= Yom le-yabbashah =

Piyyut liturgical poem

"Yom le-yabbashah" (יום ליבשה) is a piyyut (liturgical poem) composed by Rabbi Yehuda Halevi for the seventh day of Passover, focusing mainly on the splitting of the Red Sea during the exodus from Egypt. The piyyut is recited as part of the blessings of the Shema prayer, and it is also sung in some communities at the festive meal of the Brit Milah (circumcision ceremony).

==Popularity==
The piyyut gained widespread popularity and has various melodies and tunes. It is included in the prayer traditions of Eastern Ashkenazic communities, Ladino-speaking communities, North African communities, the Romaniote rite, and even in the Yemenite tradition. Copies of the piyyut were also found in the Cairo Geniza.

In the Eastern Ashkenazic tradition, it is also customary to also recite "Yom le-yabbashah" on Shabbat Shirah, the sabbath on which the Song of the Sea is read. Additionally, it is recited on a Shabbat during which there will be a Brit Milah ceremony.

==Type==
According to most customs, "Yom le-yabbashah" is considered a piyyut of the "Ge'ulah" (Redemption) type, recited just before the concluding blessing of "Ga'al Yisrael" (Redeemer of Israel) in the blessings of Shema. However, there is a hypothesis that originally the piyyut was not intended as a redemption piyyut but rather belonged to the category of "Mi Kamocha," another type of piyyut said in the previous paragraph of the blessing.

Despite its initial association with themes of redemption, the piyyut has verses concluding with the phrase 'Shira Chadasha Shibchu g'eulim' (A new song they sang, praises of redemption), and it leads into the verse Hashem Yimloch Le'Olam Va'ed' (The Lord shall reign forever and ever). Indeed, in the Romaniote tradition, it was recited in the place.

==Contents==
The main theme of the piyyut is praise and glorification of God for the salvation of the people of Israel during the exodus from Egypt and the splitting of the Red Sea. The latter part of the piyyut shifts to a plea for redemption, asking God to gather the Jewish people, metaphorically using the language of marriage, and emphasizing their adherence to the commandments of Brit Milah and Tzitzit. The song also references verses and narratives from Tanakh.

==Usage==
Originally, the song was designed for the seventh day of Passover, the day commemorating the splitting of the Red Sea. This seems to be the occasion for which it was originally written. However, over time, it became part of other occasions, such as Shabbat Shirah and Brit Milah ceremonies. Rabbi Mordecai Yoffe suggested reciting it even on the eighth day of Passover without circumcision, but this custom was not accepted.

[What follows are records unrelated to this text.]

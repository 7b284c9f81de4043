//! Board coordinates.

use std::fmt;

/// A file (column), from A to H.
#[derive(Debug, Clone, Copy, PartialEq, Eq, Hash, PartialOrd, Ord)]
#[repr(u8)]
pub enum File {
    A = 0,
    B = 1,
    C = 2,
    D = 3,
    E = 4,
    F = 5,
    G = 6,
    H = 7,
}

impl File {
    /// All files from A to H.
    pub const ALL: [File; 8] = [
        File::A,
        File::B,
        File::C,
        File::D,
        File::E,
        File::F,
        File::G,
        File::H,
    ];

    /// Creates a file from its index (0-7).
    #[inline]
    pub const fn from_index(index: u8) -> Option<Self> {
        if index < 8 {
            Some(Self::ALL[index as usize])
        } else {
            None
        }
    }

    /// Creates a file from a character ('a'-'h', case-insensitive).
    #[inline]
    pub const fn from_char(c: char) -> Option<Self> {
        match c.to_ascii_lowercase() {
            lower @ 'a'..='h' => File::from_index(lower as u8 - b'a'),
            _ => None,
        }
    }

    /// Returns the index (0-7).
    #[inline]
    pub const fn index(self) -> u8 {
        self as u8
    }

    /// Returns the lowercase file letter.
    #[inline]
    pub const fn to_char(self) -> char {
        (b'a' + self as u8) as char
    }
}

impl fmt::Display for File {
    fn fmt(&self, f: &mut fmt::Formatter<'_>) -> fmt::Result {
        write!(f, "{}", self.to_char())
    }
}

/// A rank (row), from 1 to 8.
#[derive(Debug, Clone, Copy, PartialEq, Eq, Hash, PartialOrd, Ord)]
#[repr(u8)]
pub enum Rank {
    R1 = 0,
    R2 = 1,
    R3 = 2,
    R4 = 3,
    R5 = 4,
    R6 = 5,
    R7 = 6,
    R8 = 7,
}

impl Rank {
    /// All ranks from 1 to 8.
    pub const ALL: [Rank; 8] = [
        Rank::R1,
        Rank::R2,
        Rank::R3,
        Rank::R4,
        Rank::R5,
        Rank::R6,
        Rank::R7,
        Rank::R8,
    ];

    /// Creates a rank from its index (0-7).
    #[inline]
    pub const fn from_index(index: u8) -> Option<Self> {
        if index < 8 {
            Some(Self::ALL[index as usize])
        } else {
            None
        }
    }

    /// Creates a rank from a character ('1'-'8').
    #[inline]
    pub const fn from_char(c: char) -> Option<Self> {
        match c {
            '1'..='8' => Rank::from_index(c as u8 - b'1'),
            _ => None,
        }
    }

    /// Returns the index (0-7).
    #[inline]
    pub const fn index(self) -> u8 {
        self as u8
    }

    /// Returns the rank as seen from `color`'s side of the board.
    ///
    /// White's first rank and Black's eighth rank are both relative rank 1.
    #[inline]
    pub const fn relative_to(self, color: crate::Color) -> Rank {
        match color {
            crate::Color::White => self,
            crate::Color::Black => Self::ALL[7 - self as usize],
        }
    }

    /// Returns the rank digit.
    #[inline]
    pub const fn to_char(self) -> char {
        (b'1' + self as u8) as char
    }
}

impl fmt::Display for Rank {
    fn fmt(&self, f: &mut fmt::Formatter<'_>) -> fmt::Result {
        write!(f, "{}", self.to_char())
    }
}

/// A square, indexed 0-63 in little-endian rank-file order (a1 = 0, h8 = 63).
#[derive(Clone, Copy, PartialEq, Eq, Hash, PartialOrd, Ord)]
pub struct Square(u8);

impl Square {
    /// Creates a square from file and rank.
    #[inline]
    pub const fn new(file: File, rank: Rank) -> Self {
        Square(rank.index() * 8 + file.index())
    }

    /// Creates a square from its index, returning `None` past h8.
    #[inline]
    pub const fn from_index(index: u8) -> Option<Self> {
        if index < 64 {
            Some(Square(index))
        } else {
            None
        }
    }

    /// Creates a square from the low six bits of `index`.
    ///
    /// Used where the index is known to be in range (bit scans, packed moves).
    #[inline]
    pub const fn from_index_wrapping(index: u8) -> Self {
        Square(index & 63)
    }

    /// Parses algebraic notation such as `"e4"`.
    pub const fn from_algebraic(s: &str) -> Option<Self> {
        let bytes = s.as_bytes();
        if bytes.len() != 2 {
            return None;
        }
        let file = match File::from_char(bytes[0] as char) {
            Some(f) => f,
            None => return None,
        };
        let rank = match Rank::from_char(bytes[1] as char) {
            Some(r) => r,
            None => return None,
        };
        Some(Square::new(file, rank))
    }

    /// Returns the index (0-63).
    #[inline]
    pub const fn index(self) -> u8 {
        self.0
    }

    /// Returns the file of this square.
    #[inline]
    pub const fn file(self) -> File {
        File::ALL[(self.0 % 8) as usize]
    }

    /// Returns the rank of this square.
    #[inline]
    pub const fn rank(self) -> Rank {
        Rank::ALL[(self.0 / 8) as usize]
    }

    /// Reflects the square across the horizontal midline (e2 <-> e7).
    #[inline]
    pub const fn flip_rank(self) -> Square {
        Square(self.0 ^ 56)
    }

    /// Returns the square `files` columns and `ranks` rows away, if on the board.
    #[inline]
    pub const fn offset(self, files: i8, ranks: i8) -> Option<Square> {
        let file = (self.0 % 8) as i8 + files;
        let rank = (self.0 / 8) as i8 + ranks;
        if file < 0 || file > 7 || rank < 0 || rank > 7 {
            None
        } else {
            Some(Square((rank * 8 + file) as u8))
        }
    }

    /// Iterates over all 64 squares from a1 to h8.
    pub fn all() -> impl Iterator<Item = Square> {
        (0..64u8).map(Square)
    }

    /// Returns the algebraic notation for this square.
    pub fn to_algebraic(self) -> String {
        format!("{}{}", self.file(), self.rank())
    }

    pub const A1: Square = Square(0);
    pub const B1: Square = Square(1);
    pub const C1: Square = Square(2);
    pub const D1: Square = Square(3);
    pub const E1: Square = Square(4);
    pub const F1: Square = Square(5);
    pub const G1: Square = Square(6);
    pub const H1: Square = Square(7);
    pub const A8: Square = Square(56);
    pub const B8: Square = Square(57);
    pub const C8: Square = Square(58);
    pub const D8: Square = Square(59);
    pub const E8: Square = Square(60);
    pub const F8: Square = Square(61);
    pub const G8: Square = Square(62);
    pub const H8: Square = Square(63);
}

impl fmt::Debug for Square {
    fn fmt(&self, f: &mut fmt::Formatter<'_>) -> fmt::Result {
        write!(f, "Square({})", self.to_algebraic())
    }
}

impl fmt::Display for Square {
    fn fmt(&self, f: &mut fmt::Formatter<'_>) -> fmt::Result {
        write!(f, "{}{}", self.file(), self.rank())
    }
}

#[cfg(test)]
mod tests {
    use super::*;
    use crate::Color;
    use proptest::prelude::*;

    #[test]
    fn square_new() {
        let e4 = Square::new(File::E, Rank::R4);
        assert_eq!(e4.file(), File::E);
        assert_eq!(e4.rank(), Rank::R4);
        assert_eq!(e4.index(), 28);
    }

    #[test]
    fn algebraic_parsing() {
        assert_eq!(Square::from_algebraic("a1"), Some(Square::A1));
        assert_eq!(Square::from_algebraic("H8"), Some(Square::H8));
        assert_eq!(Square::from_algebraic("i1"), None);
        assert_eq!(Square::from_algebraic("a9"), None);
        assert_eq!(Square::from_algebraic("e"), None);
    }

    #[test]
    fn flip_rank_mirrors_vertically() {
        assert_eq!(Square::E1.flip_rank(), Square::E8);
        assert_eq!(Square::A8.flip_rank(), Square::A1);
        let e2 = Square::new(File::E, Rank::R2);
        assert_eq!(e2.flip_rank(), Square::new(File::E, Rank::R7));
    }

    #[test]
    fn offset_stays_on_board() {
        assert_eq!(Square::A1.offset(-1, 0), None);
        assert_eq!(Square::H8.offset(0, 1), None);
        assert_eq!(Square::E1.offset(1, 1), Some(Square::new(File::F, Rank::R2)));
    }

    #[test]
    fn relative_rank() {
        assert_eq!(Rank::R2.relative_to(Color::White), Rank::R2);
        assert_eq!(Rank::R7.relative_to(Color::Black), Rank::R2);
    }

    #[test]
    fn all_squares_in_order() {
        let squares: Vec<Square> = Square::all().collect();
        assert_eq!(squares.len(), 64);
        assert_eq!(squares[0], Square::A1);
        assert_eq!(squares[63], Square::H8);
    }

    proptest! {
        #[test]
        fn flip_rank_is_an_involution(index in 0u8..64) {
            let sq = Square::from_index_wrapping(index);
            prop_assert_eq!(sq.flip_rank().flip_rank(), sq);
            prop_assert_eq!(sq.flip_rank().file(), sq.file());
        }

        #[test]
        fn algebraic_roundtrip(index in 0u8..64) {
            let sq = Square::from_index_wrapping(index);
            prop_assert_eq!(Square::from_algebraic(&sq.to_algebraic()), Some(sq));
        }
    }
}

In the later period (likely in the 19th century), some Eastern Ashkenazi communities adopted the practice of singing the piyyut as a song during the festive meal of the Brit Milah, outside the context of regular prayers, even during a weekday Brit. This has become the norm in many Ashkenazic communities today.

Romaniote communities also adopted the piyyut for Shabbat HaGadol.

==Melodies==
There are various melodies for "Yom le-yabbashah". It has become a beloved and well-known hymn in Sephardic and Ashkenazic communities. In Moroccan communities, it is sung in the Bakashot tradition, typically in the Higazi maqam or on the seventh day of Passover in the Sakhli maqam, with different melodies.

In the Jerusalem Sephardic tradition, the piyyut has a melody composed by Ezra Aharon in the Neva'und maqam. This melody is well-known and popular in Jerusalem and is often sung on the seventh day of Passover.

Tripolitan Jews sing it with a lively rhythm in a maqam called Biyat, while Afghan Jews have a specific melody for the piyyut in the cheerful Ajam maqam.